__TASK STATEMENT__.
Which lines in the listing below contain "AppState"? Copy each of them.

--- START ---

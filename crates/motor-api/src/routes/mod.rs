//! HTTP route handlers.

pub mod docs;
pub mod motor_data;
pub mod vehicle_specifications;
pub mod vehicles;

use std::sync::Arc;

use axum::Router;

use crate::server::AppState;

/// Hand-written routes sharing the application state.
///
/// Motor data endpoints are not part of this router; they come from the
/// [`crate::registry::RouteTable`].
pub fn api_routes() -> Router<Arc<AppState>> {
    Router::new()
        .merge(vehicle_specifications::routes())
        .merge(vehicles::routes())
        .merge(docs::routes())
}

--- END ---

__ANSWER__.
use crate::server::AppState;
pub fn api_routes() -> Router<Arc<AppState>> {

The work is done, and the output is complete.